In this schema design, if we try to insert a new document like:

db.students.insert({
   name: "James Karanja",
   year: NumberInt(2016),
   major: "History",
   gpa: NumberInt(3)
})

The callback function will return the error below, because of some violated validation rules such as the supplied year value is not within the specified limits.

WriteResult({
   "nInserted" : 0,
   "writeError" : {
      "code" : 121,
      "errmsg" : "Document failed validation"
   }
})

Further, you can add query expressions to your validation option using query operators except $where, $text, near and $nearSphere, i.e.:

db.createCollection( "contacts",
   { validator: { $or:
      [
         { phone: { $type: "string" } },
         { email: { $regex: /@mongodb\.com$/ } },
         { status: { $in: [ "Unknown", "Incomplete" ] } }
      ]
   }
} )

Schema Validation Levels

As mentioned before, validation is issued to the write operations, normally.

However, validation can also be applied to already existing documents.

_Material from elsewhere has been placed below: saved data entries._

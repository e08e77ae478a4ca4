//! Obstacle and opacity sets.

use std::collections::HashSet;

use crate::error::InvalidPointError;
use crate::point::GridPoint;

/// A set of tile keys, one per blocked or opaque tile.
///
/// The same type serves "impassable for movement" and "blocks sight". The
/// engine never asks why a tile is in the set; callers pass whichever set
/// matches the question.
///
/// # Example
///
/// ```
/// use grid_spatial::{GridPoint, TileSet};
///
/// let mut walls = TileSet::new();
/// walls.insert(GridPoint::new(2, 0));
///
/// assert!(walls.contains(GridPoint::new(2, 0)));
/// assert!(!walls.contains(GridPoint::new_3d(2, 0, 0)));
///
/// let parsed = TileSet::from_keys(["2,0", "3,0"]).unwrap();
/// assert_eq!(parsed.len(), 2);
/// ```
#[derive(Debug, Clone, Default, PartialEq, Eq)]
#[cfg_attr(feature = "serde", derive(serde::Serialize, serde::Deserialize))]
#[cfg_attr(feature = "serde", serde(transparent))]
pub struct TileSet {
    tiles: HashSet<GridPoint>,
}

impl TileSet {
    /// Creates an empty set.
    #[must_use]
    pub fn new() -> Self {
        Self::default()
    }

    /// Creates an empty set with room for `capacity` tiles.
    #[must_use]
    pub fn with_capacity(capacity: usize) -> Self {
        Self {
            tiles: HashSet::with_capacity(capacity),
        }
    }

    /// Builds a set from legacy `"x,y"` / `"x,y,z"` string keys.
    ///
    /// # Errors
    ///
    /// Returns [`InvalidPointError::InvalidKey`] for the first malformed key.
    pub fn from_keys<I, S>(keys: I) -> Result<Self, InvalidPointError>
    where
        I: IntoIterator<Item = S>,
        S: AsRef<str>,
    {
        keys.into_iter()
            .map(|key| key.as_ref().parse::<GridPoint>())
            .collect()
    }

    /// Adds a tile. Returns `true` if it was not already present.
    pub fn insert(&mut self, tile: GridPoint) -> bool {
        self.tiles.insert(tile)
    }

    /// Removes a tile. Returns `true` if it was present.
    pub fn remove(&mut self, tile: GridPoint) -> bool {
        self.tiles.remove(&tile)
    }

    /// Checks whether a tile key is in the set.
    #[must_use]
    pub fn contains(&self, tile: GridPoint) -> bool {
        self.tiles.contains(&tile)
    }

    /// Number of tiles.
    #[must_use]
    pub fn len(&self) -> usize {
        self.tiles.len()
    }

    /// Returns `true` if the set is empty.
    #[must_use]
    pub fn is_empty(&self) -> bool {
        self.tiles.is_empty()
    }

    /// Removes every tile.
    pub fn clear(&mut self) {
        self.tiles.clear();
    }

    /// Iterates over the tiles in arbitrary order.
    pub fn iter(&self) -> impl Iterator<Item = &GridPoint> {
        self.tiles.iter()
    }
}

impl FromIterator<GridPoint> for TileSet {
    fn from_iter<I: IntoIterator<Item = GridPoint>>(iter: I) -> Self {
        Self {
            tiles: iter.into_iter().collect(),
        }
    }
}

impl Extend<GridPoint> for TileSet {
    fn extend<I: IntoIterator<Item = GridPoint>>(&mut self, iter: I) {
        self.tiles.extend(iter);
    }
}

impl From<HashSet<GridPoint>> for TileSet {
    fn from(tiles: HashSet<GridPoint>) -> Self {
        Self { tiles }
    }
}

impl<'a> IntoIterator for &'a TileSet {
    type Item = &'a GridPoint;
    type IntoIter = std::collections::hash_set::Iter<'a, GridPoint>;

    fn into_iter(self) -> Self::IntoIter {
        self.tiles.iter()
    }
}

#[cfg(test)]
#[allow(clippy::unwrap_used)]
mod tests {
    use super::*;

    #[test]
    fn test_insert_remove() {
        let mut set = TileSet::new();
        assert!(set.is_empty());
        assert!(set.insert(GridPoint::new(1, 1)));
        assert!(!set.insert(GridPoint::new(1, 1)));
        assert_eq!(set.len(), 1);
        assert!(set.remove(GridPoint::new(1, 1)));
        assert!(set.is_empty());
    }

    #[test]
    fn test_from_keys() {
        let set = TileSet::from_keys(vec!["0,0", "1,2,3"]).unwrap();
        assert!(set.contains(GridPoint::new(0, 0)));
        assert!(set.contains(GridPoint::new_3d(1, 2, 3)));
    }

    #[test]
    fn test_from_keys_rejects_bad_key() {
        let result = TileSet::from_keys(["0,0", "oops"]);
        assert!(matches!(result, Err(InvalidPointError::InvalidKey(k)) if k == "oops"));
    }

    #[test]
    fn test_collect_and_extend() {
        let mut set: TileSet = (0..3).map(|x| GridPoint::new(x, 0)).collect();
        set.extend([GridPoint::new(9, 9)]);
        assert_eq!(set.len(), 4);
        assert_eq!((&set).into_iter().count(), 4);
    }

    #[cfg(feature = "serde")]
    #[test]
    fn test_serde_round_trip() {
        let walls: TileSet = [GridPoint::new(0, 0), GridPoint::new(2, 5), GridPoint::new_3d(1, 1, 1)]
            .into_iter()
            .collect();

        let json = serde_json::to_string(&walls).unwrap();
        let parsed: TileSet = serde_json::from_str(&json).unwrap();
        assert_eq!(parsed, walls);
        assert!(parsed.contains(GridPoint::new_3d(1, 1, 1)));
        assert!(!parsed.contains(GridPoint::new(1, 1)));
    }
}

There are 3 levels of validation:

  1. Strict: this is the default MongoDB validation level and it applies validation rules to all inserts and updates.
  2. Moderate: The validation rules are applied during inserts, updates and to already existing documents that fulfill the validation criteria only.
  3. Off: this level sets the validation rules for a given schema to null hence no validation will be done to the documents.

Example:

Let’s insert the data below in a client collection.

db.clients.insert([
{
    "_id" : 1,
    "name" : "Brillian",
    "phone" : "+1 778 574 666",
    "city" : "Beijing",
    "status" : "Married"
},
{
    "_id" : 2,
    "name" : "James",
    "city" : "Peninsula"
}
]

If we apply the moderate validation level using:

db.runCommand( {
   collMod: "test",
   validator: { $jsonSchema: {
      bsonType: "object",
      required: [ "phone", "name" ],
      properties: {
         phone: {
            bsonType: "string",
            description: "must be a string and is required"
         },
         name: {
            bsonType: "string",
            description: "must be a string and is required"
         }
      }
   } },
   validationLevel: "moderate"
} )

The validation rules will be applied only to the document with _id of 1 since it will match all the criteria.

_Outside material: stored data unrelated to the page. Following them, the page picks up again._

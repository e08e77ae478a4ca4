//! Circular areas.
//!
//! # Example
//!
//! ```
//! use tactics_aoe::{circle_tiles, CircleCache};
//! use grid_spatial::GridPoint;
//!
//! let cache = CircleCache::new();
//! let blast = circle_tiles(GridPoint::new(10, 10), 2.0, Some(&cache)).unwrap();
//!
//! assert_eq!(blast.len(), 13);
//! assert!(blast.contains(&GridPoint::new(12, 10)));
//! assert!(!blast.contains(&GridPoint::new(12, 12)));
//! ```

use grid_spatial::{GridPoint, euclidean_distance};

use crate::cache::CircleCache;
use crate::error::{InvalidShapeError, check_size};

/// Largest radius whose offsets are memoised.
pub const MAX_CACHED_RADIUS: u32 = 10;

/// Returns the tiles within Euclidean `radius` of `center`.
///
/// For a 2D center with a whole-number radius up to [`MAX_CACHED_RADIUS`]
/// and a cache, the offsets are computed once per radius and translated.
/// Otherwise the bounding square (cube for a 3D center) is scanned directly.
/// Both routes return the same tiles in the same order.
///
/// # Errors
///
/// Returns [`InvalidShapeError::NegativeRadius`] or
/// [`InvalidShapeError::NonFinite`] for an unusable radius.
pub fn circle_tiles(
    center: GridPoint,
    radius: f64,
    cache: Option<&CircleCache>,
) -> Result<Vec<GridPoint>, InvalidShapeError> {
    check_size("radius", radius, InvalidShapeError::NegativeRadius)?;

    if let (Some(cache), Some(whole)) = (cache, cacheable_radius(center, radius)) {
        let offsets = cache.get_or_compute(whole);
        return Ok(offsets.iter().map(|&offset| center + offset).collect());
    }

    Ok(scan_circle(center, radius))
}

/// Offsets from the origin within a whole-number planar radius.
///
/// # Example
///
/// ```
/// use tactics_aoe::circle_offsets;
///
/// assert_eq!(circle_offsets(0).len(), 1);
/// assert_eq!(circle_offsets(1).len(), 5);
/// assert_eq!(circle_offsets(2).len(), 13);
/// ```
#[must_use]
pub fn circle_offsets(radius: u32) -> Vec<GridPoint> {
    scan_circle(GridPoint::origin(), f64::from(radius))
}

/// The radius as a cache key, if this call may use the cache.
fn cacheable_radius(center: GridPoint, radius: f64) -> Option<u32> {
    if center.is_3d() || radius.fract() != 0.0 || radius > f64::from(MAX_CACHED_RADIUS) {
        return None;
    }
    #[allow(clippy::cast_possible_truncation, clippy::cast_sign_loss)]
    let whole = radius as u32;
    Some(whole)
}

/// Scans the bounding square or cube and keeps tiles within `radius`.
fn scan_circle(center: GridPoint, radius: f64) -> Vec<GridPoint> {
    #[allow(clippy::cast_possible_truncation)]
    let reach = radius.ceil() as i32;
    let depth = if center.is_3d() { reach } else { 0 };

    let mut tiles = Vec::new();
    for dx in -reach..=reach {
        for dy in -reach..=reach {
            for dz in -depth..=depth {
                let tile = center.offset(dx, dy, dz);
                if euclidean_distance(center, tile) <= radius {
                    tiles.push(tile);
                }
            }
        }
    }
    tiles
}

#[cfg(test)]
#[allow(clippy::unwrap_used)]
mod tests {
    use super::*;
    use std::collections::HashSet;

    fn as_set(tiles: &[GridPoint]) -> HashSet<GridPoint> {
        tiles.iter().copied().collect()
    }

    #[test]
    fn test_zero_radius() {
        let center = GridPoint::new(4, -4);
        assert_eq!(circle_tiles(center, 0.0, None).unwrap(), vec![center]);
    }

    #[test]
    fn test_radius_one_is_a_plus() {
        let tiles = circle_tiles(GridPoint::new(0, 0), 1.0, None).unwrap();
        let expected: HashSet<_> = [(0, 0), (1, 0), (-1, 0), (0, 1), (0, -1)]
            .into_iter()
            .map(GridPoint::from)
            .collect();
        assert_eq!(as_set(&tiles), expected);
    }

    #[test]
    fn test_fractional_radius() {
        // sqrt(2) ~ 1.414 includes the diagonals
        let tiles = circle_tiles(GridPoint::new(0, 0), 1.5, None).unwrap();
        assert_eq!(tiles.len(), 9);
    }

    #[test]
    fn test_cached_matches_direct() {
        let cache = CircleCache::new();
        for radius in 0..=MAX_CACHED_RADIUS {
            let center = GridPoint::new(7, -3);
            let r = f64::from(radius);
            assert_eq!(
                circle_tiles(center, r, Some(&cache)).unwrap(),
                circle_tiles(center, r, None).unwrap()
            );
        }
        assert_eq!(cache.len(), usize::try_from(MAX_CACHED_RADIUS).unwrap() + 1);
    }

    #[test]
    fn test_translation_invariance() {
        let cache = CircleCache::new();
        let near = circle_tiles(GridPoint::new(0, 0), 5.0, Some(&cache)).unwrap();
        let far = circle_tiles(GridPoint::new(100, 100), 5.0, Some(&cache)).unwrap();
        assert_eq!(near.len(), far.len());
        for (a, b) in near.iter().zip(&far) {
            assert_eq!(*a + GridPoint::new(100, 100), *b);
        }
    }

    #[test]
    fn test_cache_skipped_when_not_applicable() {
        let cache = CircleCache::new();
        circle_tiles(GridPoint::new(0, 0), 2.5, Some(&cache)).unwrap();
        circle_tiles(GridPoint::new(0, 0), 11.0, Some(&cache)).unwrap();
        circle_tiles(GridPoint::new_3d(0, 0, 0), 3.0, Some(&cache)).unwrap();
        assert!(cache.is_empty());
    }

    #[test]
    fn test_3d_sphere() {
        let center = GridPoint::new_3d(0, 0, 5);
        let tiles = circle_tiles(center, 1.0, None).unwrap();
        assert_eq!(tiles.len(), 7);
        assert!(tiles.contains(&GridPoint::new_3d(0, 0, 6)));
        assert!(tiles.iter().all(|t| t.is_3d()));
    }

    #[test]
    fn test_rejects_bad_radius() {
        assert_eq!(
            circle_tiles(GridPoint::new(0, 0), -2.0, None),
            Err(InvalidShapeError::NegativeRadius(-2.0))
        );
        assert!(circle_tiles(GridPoint::new(0, 0), f64::INFINITY, None).is_err());
    }
}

For the second document, since the validation rules are not met with the issued criteria, the document will not be validated.

Schema Validation Actions

After doing validation on documents, there may be some that may violate the validation rules. There is always a need to provide an action when this happens.

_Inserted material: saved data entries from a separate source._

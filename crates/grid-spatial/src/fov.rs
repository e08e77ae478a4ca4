//! Field of view by recursive shadowcasting.
//!
//! # Algorithm
//!
//! The plane around the origin is split into eight octants. Each octant is
//! swept row by row outward from the origin, keeping a window of slopes that
//! is still lit. When a row runs into an opaque tile the part of the window
//! above it is handed to the next row as a narrower scan, and the current row
//! continues looking for the point where light reappears.
//!
//! Scans are kept on an explicit work stack rather than the call stack, so
//! large ranges cannot overflow it. Every scan is fully determined by its
//! `(row, start_slope, end_slope)` triple, so the lit set is the same as the
//! recursive formulation.
//!
//! # Example
//!
//! ```
//! use grid_spatial::{field_of_view, GridPoint, TileSet};
//!
//! let origin = GridPoint::new(0, 0);
//! let mut walls = TileSet::new();
//! walls.insert(GridPoint::new(2, 0));
//!
//! let visible = field_of_view(origin, 5, &walls);
//! assert!(visible.contains(&origin));
//! assert!(visible.contains(&GridPoint::new(2, 0)));   // the wall itself
//! assert!(!visible.contains(&GridPoint::new(4, 0)));  // behind the wall
//! ```

use std::collections::HashSet;

use tracing::trace;

use crate::point::GridPoint;
use crate::tiles::TileSet;

/// Octant transforms `(xx, xy, yx, yy)` mapping row-local offsets to tiles.
const OCTANTS: [[i32; 4]; 8] = [
    [1, 0, 0, 1],
    [0, 1, 1, 0],
    [0, -1, 1, 0],
    [-1, 0, 0, 1],
    [-1, 0, 0, -1],
    [0, -1, -1, 0],
    [0, 1, -1, 0],
    [1, 0, 0, -1],
];

/// A pending sweep of one octant from `row` outward within a slope window.
#[derive(Debug, Clone, Copy)]
struct Scan {
    row: i32,
    start_slope: f64,
    end_slope: f64,
}

/// Computes the set of tiles visible from `origin` within `range`.
///
/// The origin is always visible. Opaque tiles are themselves visible but
/// hide what lies behind them. A tile is within range when
/// `dx² + dy² ≤ range²`. Visible tiles carry the origin's `z`.
#[must_use]
pub fn field_of_view(origin: GridPoint, range: u32, opaque: &TileSet) -> HashSet<GridPoint> {
    let mut visible = HashSet::new();
    visible.insert(origin);

    let range = i32::try_from(range).unwrap_or(i32::MAX);
    if range == 0 {
        return visible;
    }

    for transform in &OCTANTS {
        cast_octant(origin, range, opaque, *transform, &mut visible);
    }

    trace!(
        origin = %origin,
        range,
        visible = visible.len(),
        "field of view computed"
    );

    visible
}

/// Checks whether `target` is inside the field of view from `origin`.
#[must_use]
pub fn is_visible(origin: GridPoint, target: GridPoint, range: u32, opaque: &TileSet) -> bool {
    field_of_view(origin, range, opaque).contains(&target)
}

#[allow(clippy::cast_precision_loss)]
fn cast_octant(
    origin: GridPoint,
    range: i32,
    opaque: &TileSet,
    [xx, xy, yx, yy]: [i32; 4],
    visible: &mut HashSet<GridPoint>,
) {
    let range_squared = i64::from(range) * i64::from(range);
    let mut pending = vec![Scan {
        row: 1,
        start_slope: 1.0,
        end_slope: 0.0,
    }];

    while let Some(scan) = pending.pop() {
        let end_slope = scan.end_slope;
        let mut start_slope = scan.start_slope;
        if start_slope < end_slope {
            continue;
        }

        let mut next_start_slope = start_slope;

        for row in scan.row..=range {
            let dy = -row;
            let mut blocked = false;

            for dx in -row..=0 {
                let left_slope = (f64::from(dx) - 0.5) / (f64::from(dy) + 0.5);
                let right_slope = (f64::from(dx) + 0.5) / (f64::from(dy) - 0.5);

                if start_slope < right_slope {
                    continue;
                }
                if end_slope > left_slope {
                    break;
                }

                let tile = GridPoint {
                    x: origin
                        .x
                        .wrapping_add(dx.wrapping_mul(xx))
                        .wrapping_add(dy.wrapping_mul(xy)),
                    y: origin
                        .y
                        .wrapping_add(dx.wrapping_mul(yx))
                        .wrapping_add(dy.wrapping_mul(yy)),
                    z: origin.z,
                };

                let offset_squared = i64::from(dx) * i64::from(dx) + i64::from(dy) * i64::from(dy);
                if offset_squared <= range_squared {
                    visible.insert(tile);
                }

                let is_opaque = opaque.contains(tile);
                if blocked {
                    if is_opaque {
                        next_start_slope = right_slope;
                    } else {
                        blocked = false;
                        start_slope = next_start_slope;
                    }
                } else if is_opaque && row < range {
                    blocked = true;
                    pending.push(Scan {
                        row: row + 1,
                        start_slope,
                        end_slope: left_slope,
                    });
                    next_start_slope = right_slope;
                }
            }

            if blocked {
                break;
            }
        }
    }
}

MongoDB provides two actions that can be issued to the documents that fail the validation rules:

  1. Error: this is the default MongoDB action, which rejects any insert or update in case it violates the validation criteria.
  2. Warn: This action will record the violation in the MongoDB log, but allows the insert or update operation to be completed. For example:

    db.createCollection("students", {
       validator: {$jsonSchema: {
             bsonType: "object",
             required: [ "name", "gpa" ],
             properties: {
                name: {
                   bsonType: "string",
                   description: "must be a string and is required"
                },
          
                gpa: {
                   bsonType: [ "double" ],
                   minimum: 0,
                   description: "must be a double and is required"
                }
             }
          
       },
    validationAction: “warn”
    })

    If we try to insert a document like this:

    db.students.insert( { name: "Amanda", status: "Updated" } );

    The gpa is missing regardless of the fact that it is a required field in the schema design, but since the validation action has been set to warn, the document will be saved and an error message will be recorded in the MongoDB log.